Objective: To investigate the effects of overexpression of activated leukocyte cell adhesion molecule (ALCAM) gene on the biological characteristics including proliferation, apoptosis, migration and invasion of human hepatocellular carcinoma cell line HepG2. Methods: The recombinant adenovirus Ad-ALCAM carrying ALCAM gene and the empty vector Ad-null (as the control group) were infected into human hepatocellular carcinoma HepG2 cells, then the expression level of ALCAM protein in HepG2 cells was detected by Western blotting. The proliferation viability and apoptotic rate were detected by CCK-8 and FCM, respectively. The invasion and migration abilities of HepG2 cells were detected by Transwell chamber assay. The mouse xenograft model of HepG2 cells was established, and the recombinant adenovirus Ad-ALCAM-siRNA and Ad-ALCAM were locally injected into tumor tissues, respectively. Then the effects of ALCAM gene silencing and overexpression on the growth of tumor in mice were observed, and the expression of ALCAM protein and the microvessel density (MVD) (CD34 as the antigen marker) were measured by immunohistochemistry. Results: Compared with the two control groups, the expression level of ALCAM protein in HepG2 cells infected with Ad-ALCAM was significantly increased (both P < 0.01), the cell viability was increased (P < 0.05), but the apoptotic rate as well as the abilities of migration and invasion were decreased (all P < 0.05).

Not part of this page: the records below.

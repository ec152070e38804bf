//! The filter engine: turns a product collection plus the current search
//! criteria into the ordered row sequence a renderer draws.
//!
//! Single pass over the source collection, tracking the current category
//! run. A category header is emitted tentatively when a new run starts and
//! popped again if no product row survived the filter before the run
//! closed - an empty category run never reaches the output.

use serde::{Deserialize, Serialize};

use crate::product::Product;

/// Transient search criteria, owned by the view state.
#[derive(Debug, Clone, Default, PartialEq, Eq, Serialize, Deserialize)]
pub struct FilterCriteria {
    /// Case-insensitive substring to look for in product names.
    /// Empty matches everything.
    pub search_text: String,
    /// When set, only stocked products survive.
    pub in_stock_only: bool,
}

impl FilterCriteria {
    pub fn new(search_text: impl Into<String>, in_stock_only: bool) -> Self {
        Self {
            search_text: search_text.into(),
            in_stock_only,
        }
    }

    fn matches(&self, product: &Product) -> bool {
        if self.in_stock_only && !product.stocked {
            return false;
        }
        self.search_text.is_empty()
            || find_ignore_case(&product.name, &self.search_text).is_some()
    }
}

/// Feature flags distinguishing the listing variants. One engine, one
/// store; the variants differ only in what they switch on.
#[derive(Debug, Clone, Copy, Default, PartialEq, Eq, Serialize, Deserialize)]
pub struct TableOptions {
    /// Wrap the first search-text occurrence in each surviving name in a
    /// highlight span.
    pub highlight_matches: bool,
    /// Expose the delete action (and, renderer-side, the admin column
    /// that carries it).
    pub allow_delete: bool,
}

/// Three-part decomposition of a product name around the first
/// case-insensitive occurrence of the search text. Original casing is
/// preserved in all pieces.
#[derive(Debug, Clone, PartialEq, Eq, Serialize, Deserialize)]
pub struct HighlightSpan {
    pub prefix: String,
    pub matched: String,
    pub suffix: String,
}

/// One output row. Produced fresh on every evaluation, never mutated.
#[derive(Debug, Clone, PartialEq, Eq, Serialize, Deserialize)]
pub enum Row {
    CategoryHeader {
        category: String,
    },
    Product {
        product: Product,
        highlight: Option<HighlightSpan>,
    },
}

impl Row {
    fn header(category: &str) -> Self {
        Row::CategoryHeader {
            category: category.to_string(),
        }
    }
}

/// What the renderer receives. An empty *source* collection is a
/// distinguished state ("no products yet"), not merely an empty row list:
/// a non-empty collection whose every product was filtered out yields
/// `Rows([])` and renders as an empty table body instead.
#[derive(Debug, Clone, PartialEq, Eq, Serialize, Deserialize)]
pub enum TableContent {
    NoProducts,
    Rows(Vec<Row>),
}

impl TableContent {
    pub fn rows(&self) -> &[Row] {
        match self {
            TableContent::NoProducts => &[],
            TableContent::Rows(rows) => rows,
        }
    }
}

/// Build the ordered row sequence for the given collection and criteria.
///
/// Pure and deterministic: same inputs always yield the same output. The
/// collection must already be grouped contiguously by category; the engine
/// does not sort.
pub fn build_table(
    products: &[Product],
    criteria: &FilterCriteria,
    options: &TableOptions,
) -> TableContent {
    if products.is_empty() {
        return TableContent::NoProducts;
    }

    let mut rows: Vec<Row> = Vec::new();
    let mut current_category: Option<&str> = None;
    let mut rows_in_run = 0usize;

    for product in products {
        if current_category != Some(product.category.as_str()) {
            // Close the previous run; its header only stays if at least
            // one product row survived.
            if current_category.is_some() && rows_in_run == 0 {
                rows.pop();
            }
            rows.push(Row::header(&product.category));
            current_category = Some(product.category.as_str());
            rows_in_run = 0;
        }

        if !criteria.matches(product) {
            continue;
        }

        let highlight = if options.highlight_matches {
            highlight_name(&product.name, &criteria.search_text)
        } else {
            None
        };
        rows.push(Row::Product {
            product: product.clone(),
            highlight,
        });
        rows_in_run += 1;
    }

    // Final run closes under the same empty-run rule.
    if current_category.is_some() && rows_in_run == 0 {
        rows.pop();
    }

    TableContent::Rows(rows)
}

/// Split `name` around the first case-insensitive occurrence of
/// `search_text`. `None` when the search text is empty or absent from the
/// name.
pub fn highlight_name(name: &str, search_text: &str) -> Option<HighlightSpan> {
    if search_text.is_empty() {
        return None;
    }
    let (start, end) = find_ignore_case(name, search_text)?;
    Some(HighlightSpan {
        prefix: name[..start].to_string(),
        matched: name[start..end].to_string(),
        suffix: name[end..].to_string(),
    })
}

/// Byte range of the first case-insensitive occurrence of `needle` in
/// `haystack`. Char-level lowercase folding, so non-ASCII names compare
/// the same way the rest of the engine does.
fn find_ignore_case(haystack: &str, needle: &str) -> Option<(usize, usize)> {
    if needle.is_empty() {
        return None;
    }
    let folded_needle: Vec<char> = needle.chars().flat_map(char::to_lowercase).collect();

    for (start, _) in haystack.char_indices() {
        let mut consumed = 0usize;
        let mut end = start;
        for ch in haystack[start..].chars() {
            let mut still_matching = true;
            for low in ch.to_lowercase() {
                match folded_needle.get(consumed) {
                    Some(&expected) if expected == low => consumed += 1,
                    // Either a mismatch, or the needle ends mid-way
                    // through this char's lowercase expansion; that would
                    // split a character, so the match fails here.
                    _ => {
                        still_matching = false;
                        break;
                    }
                }
            }
            if !still_matching {
                break;
            }
            end += ch.len_utf8();
            if consumed == folded_needle.len() {
                return Some((start, end));
            }
        }
    }
    None
}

In the mouse xenograft model injected with Ad-ALCAM, the growth of tumor was fasten, while the expression of ALCAM protein and MVD in tumor tissues were increased (all P < 0.05). In the mouse xenograft model injected with Ad-ALCAM-siRNA, the growth of tumor was declined, while the expression of ALCAM protein and MVD in tumor tissues were decreased (all P < 0.05). Conclusion: ALCAM can regulate the proliferation and invasion of hepatocellular carcinoma cells, and may be a potential marker for the diagnosis of liver cancer and the evaluation of prognosis, as well as a potential biological target for the treatment of liver cancer.